Nonostante i dati sopra elencati, c’è un fattore importante di cui tener conto e del quale non se ne tiene abbastanza nella letteratura pubblicata sino ad oggi. Il ritorno allo sport (RTS) è definito come il periodo post intervento chirurgico prima del quale un atleta sia abbastanza in forma da gareggiare con altri atleti allo stesso livello in competizioni ufficiali. Nonostante ciò, un atleta potrebbe non essere in grado di ritornare allo sport a causa di fattori psicologici, sebbene soddisfi tutti gli altri criteri; ciò suggerisce che vi possano anche essere differenze nello stato psicologico dei pazienti che ritornano allo sport rispetto a quelli che non lo fanno20.

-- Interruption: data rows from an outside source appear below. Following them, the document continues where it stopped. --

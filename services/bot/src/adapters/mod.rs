pub mod dynamo;
pub mod openai;
pub mod s3;
pub mod telegram;

pub use dynamo::DynamoUserStore;
pub use openai::OpenAiModel;
pub use s3::S3ImageStorage;
pub use telegram::TelegramTransport;
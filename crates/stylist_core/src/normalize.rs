//! crates/stylist_core/src/normalize.rs
//!
//! Text-normalization helpers used to match free-text answers against the
//! fixed option sets of the survey.

/// Trims and lowercases an answer. Used for matching against enumerated
/// option sets (clothing sizes, fashion styles).
pub fn normalize_input(answer: &str) -> String {
    answer.trim().to_lowercase()
}

/// Trims, lowercases and strips punctuation from an answer, keeping
/// alphanumerics, underscores and inner whitespace. Used for yes/no and
/// confirm/cancel style answers, where users tend to add "!" or ".".
pub fn normalize_answer(answer: &str) -> String {
    let lowered = answer.trim().to_lowercase();
    let stripped: String = lowered
        .chars()
        .filter(|c| c.is_alphanumeric() || c.is_whitespace() || *c == '_')
        .collect();
    stripped.trim().to_string()
}
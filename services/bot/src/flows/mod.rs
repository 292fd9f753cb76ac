pub mod mediator;
pub mod outfit;
pub mod responder;
pub mod wardrobe;

#[cfg(test)]
pub(crate) mod test_support;

// Re-export the mediator to make it easily accessible to the binary that
// wires the transport dispatcher.
pub use mediator::Mediator;
pub use outfit::OutfitSelector;
pub use responder::ChatResponder;
pub use wardrobe::WardrobeIngestor;
//! services/bot/src/flows/test_support.rs
//!
//! Hand-rolled in-memory implementations of the core ports, shared by the
//! flow tests.

use std::collections::{HashMap, VecDeque};

use async_trait::async_trait;
use stylist_core::domain::{ChatMessage, Keyboard, Registration, StyleProfile, User, WardrobeItem};
use stylist_core::ports::{
    ChatTransport, ImageStorage, LanguageModel, PortError, PortResult, UserStore,
};
use tokio::sync::Mutex;

//=========================================================================================
// Language Model
//=========================================================================================

/// A scripted model: records every request and replays queued replies.
pub struct ScriptedModel {
    pub requests: Mutex<Vec<Vec<ChatMessage>>>,
    replies: Mutex<VecDeque<String>>,
    default_reply: Option<String>,
    fail: bool,
}

impl ScriptedModel {
    /// Replies with the same text to every request.
    pub fn always(reply: &str) -> Self {
        Self {
            requests: Mutex::new(Vec::new()),
            replies: Mutex::new(VecDeque::new()),
            default_reply: Some(reply.to_string()),
            fail: false,
        }
    }

    /// Replays the given replies in order, then falls back to "ok".
    pub fn sequence(replies: Vec<String>) -> Self {
        Self {
            requests: Mutex::new(Vec::new()),
            replies: Mutex::new(replies.into()),
            default_reply: Some("ok".to_string()),
            fail: false,
        }
    }

    /// Fails every request with a connection error.
    pub fn failing() -> Self {
        Self {
            requests: Mutex::new(Vec::new()),
            replies: Mutex::new(VecDeque::new()),
            default_reply: None,
            fail: true,
        }
    }

    pub async fn call_count(&self) -> usize {
        self.requests.lock().await.len()
    }
}

#[async_trait]
impl LanguageModel for ScriptedModel {
    async fn complete(&self, messages: &[ChatMessage], _temperature: f32) -> PortResult<String> {
        self.requests.lock().await.push(messages.to_vec());
        if self.fail {
            return Err(PortError::Connection("scripted failure".to_string()));
        }
        if let Some(reply) = self.replies.lock().await.pop_front() {
            return Ok(reply);
        }
        self.default_reply
            .clone()
            .ok_or_else(|| PortError::Unexpected("no scripted reply left".to_string()))
    }
}

//=========================================================================================
// User Store
//=========================================================================================

#[derive(Default)]
pub struct MemoryUserStore {
    pub users: Mutex<HashMap<i64, User>>,
}

impl MemoryUserStore {
    pub async fn user_of(&self, user_id: i64) -> User {
        self.users.lock().await.get(&user_id).cloned().unwrap()
    }

    pub async fn wardrobe_of(&self, user_id: i64) -> Vec<WardrobeItem> {
        self.users
            .lock()
            .await
            .get(&user_id)
            .map(|u| u.wardrobe.clone())
            .unwrap_or_default()
    }

    pub async fn add_wardrobe_item(&self, user_id: i64, key: &str, summary: &str) {
        let mut users = self.users.lock().await;
        if let Some(user) = users.get_mut(&user_id) {
            user.wardrobe.push(WardrobeItem {
                storage_key: key.to_string(),
                summary: summary.to_string(),
            });
        }
    }
}

#[async_trait]
impl UserStore for MemoryUserStore {
    async fn get_user(&self, user_id: i64) -> PortResult<Option<User>> {
        Ok(self.users.lock().await.get(&user_id).cloned())
    }

    async fn put_user_if_absent(&self, registration: &Registration) -> PortResult<User> {
        let mut users = self.users.lock().await;
        if let Some(existing) = users.get(&registration.user_id) {
            return Ok(existing.clone());
        }
        let user = User {
            user_id: registration.user_id,
            phone: registration.phone.clone(),
            first_name: registration.first_name.clone(),
            last_name: registration.last_name.clone(),
            survey_completed: false,
            profile: StyleProfile::default(),
            wardrobe: Vec::new(),
        };
        users.insert(registration.user_id, user.clone());
        Ok(user)
    }

    async fn update_survey(&self, user_id: i64, profile: &StyleProfile) -> PortResult<()> {
        let mut users = self.users.lock().await;
        let user = users
            .get_mut(&user_id)
            .ok_or_else(|| PortError::NotFound(format!("user {user_id}")))?;
        user.profile = profile.clone();
        user.survey_completed = true;
        Ok(())
    }

    async fn append_wardrobe_item(&self, user_id: i64, item: &WardrobeItem) -> PortResult<()> {
        let mut users = self.users.lock().await;
        let user = users
            .get_mut(&user_id)
            .ok_or_else(|| PortError::NotFound(format!("user {user_id}")))?;
        user.wardrobe.push(item.clone());
        Ok(())
    }
}

//=========================================================================================
// Image Storage
//=========================================================================================

#[derive(Default)]
pub struct MemoryStorage {
    pub objects: Mutex<HashMap<String, Vec<u8>>>,
}

#[async_trait]
impl ImageStorage for MemoryStorage {
    async fn put(&self, key: &str, bytes: Vec<u8>, _content_type: &str) -> PortResult<()> {
        self.objects.lock().await.insert(key.to_string(), bytes);
        Ok(())
    }

    async fn presigned_url(&self, key: &str, _ttl_secs: u64) -> PortResult<String> {
        Ok(format!("https://storage.example/{key}?signed"))
    }
}

//=========================================================================================
// Chat Transport
//=========================================================================================

#[derive(Default)]
pub struct RecordingTransport {
    pub sent: Mutex<Vec<(i64, String, Option<Keyboard>)>>,
    pub sent_media: Mutex<Vec<(i64, Vec<String>)>>,
    pub typing: Mutex<Vec<i64>>,
}

impl RecordingTransport {
    /// Just the outbound texts, in send order.
    pub async fn sent_texts(&self) -> Vec<String> {
        self.sent
            .lock()
            .await
            .iter()
            .map(|(_, text, _)| text.clone())
            .collect()
    }
}

#[async_trait]
impl ChatTransport for RecordingTransport {
    async fn send_text(
        &self,
        user_id: i64,
        text: &str,
        keyboard: Option<&Keyboard>,
    ) -> PortResult<()> {
        self.sent
            .lock()
            .await
            .push((user_id, text.to_string(), keyboard.cloned()));
        Ok(())
    }

    async fn send_media_group(&self, user_id: i64, photo_urls: &[String]) -> PortResult<()> {
        self.sent_media
            .lock()
            .await
            .push((user_id, photo_urls.to_vec()));
        Ok(())
    }

    async fn send_typing(&self, user_id: i64) -> PortResult<()> {
        self.typing.lock().await.push(user_id);
        Ok(())
    }
}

In effetti, è noto che molti atleti che presentano ottimi criteri su dolore, stabilità, forza e ROM non ritornano comunque agli stessi livelli pre-infortunio21.
Molti degli articoli pubblicati sino ad oggi non affrontano questo aspetto e non propongono precisi criteri per valutare il livello di RTS. Alcuni atleti rientrano a praticare la propria attività nonostante non soddisfino i criteri di forza, stabilità e funzione ai quali si fa riferimento. Il tempo di RTS dopo ACLR è ben più noto rispetto al RTS dopo intervento al menisco, nonostante quest’ultimo sia molto più comune22.
In una recente revisione sistematica con meta-analisi si è visto che l’81% degli atleti sottoposti a intervento chirurgico ritorna allo sport. Di questi, circa il 65% lo fa ai livelli pre-infortunio. Ma la meta-analisi presenta numerosi limiti: anch’essa, come altre, non tiene conto dell’interazione dei fattori fisici e funzionali con i fattori psicologici; presenta inoltre dei valori di eterogeneità alti e molti degli studi inclusi in essa consistono in una serie di case report23.
Conclusioni
Nonostante gli infortuni e gli interventi al menisco siano una problematica molto comune soprattutto nei giovani sportivi, la letteratura scientifica oggi presente non fornisce chiare idee sugli strumenti e i criteri di diagnosi, sul trattamento da optare e sui tempi di recupero prima del ritorno allo sport.
L’unico dato certo è che per le lesioni degenerative nei pazienti adulti, la fisioterapia basata sull’esercizio rappresenta il trattamento di prima scelta. Ma nonostante ciò, gli interventi di meniscectomia in questa fetta di popolazione rappresentano troppo spesso il primo tipo di trattamento al quale si opta. Per quanto riguarda i giovani e gli sportivi d’élite, i criteri per valutare la scelta del trattamento e il ritorno sul campo da gioco richiedono ancora ulteriori approfondimenti.